* Task objective *
Check every line of the entries that follow, and copy the ones containing "path".

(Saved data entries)

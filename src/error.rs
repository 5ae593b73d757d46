//! Error types for airwrite.

use thiserror::Error;

#[derive(Error, Debug)]
pub enum AirwriteError {
    // Configuration errors
    #[error("Configuration file not found at {path}")]
    ConfigFileNotFound { path: String },

    #[error("Failed to parse configuration: {message}")]
    ConfigParse { message: String },

    #[error("Invalid configuration value for {key}: {message}")]
    ConfigInvalidValue { key: String, message: String },

    #[error("Configuration error: {0}")]
    Config(#[from] toml::de::Error),

    // Landmark source errors
    #[error("Landmark source unavailable: {message}")]
    SourceUnavailable { message: String },

    #[error("Landmark source read failed: {message}")]
    SourceRead { message: String },

    #[error("Invalid landmark frame on line {line}: {message}")]
    FrameParse { line: usize, message: String },

    // Recognition errors
    #[error("Letter classifier unavailable: {message}")]
    ClassifierUnavailable { message: String },

    #[error("Classification failed: {message}")]
    Classification { message: String },

    #[error("Invalid template set: {message}")]
    TemplateParse { message: String },

    // Pipeline errors
    #[error("Pipeline is not running")]
    PipelineStopped,

    // Serialization errors
    #[error("JSON error: {0}")]
    Json(#[from] serde_json::Error),

    // General I/O errors
    #[error("I/O error: {0}")]
    Io(#[from] std::io::Error),

    // Generic error for cases not covered above
    #[error("{0}")]
    Other(String),
}

pub type Result<T> = std::result::Result<T, AirwriteError>;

* Reply to the exercise *
    #[error("Configuration file not found at {path}")]
    ConfigFileNotFound { path: String },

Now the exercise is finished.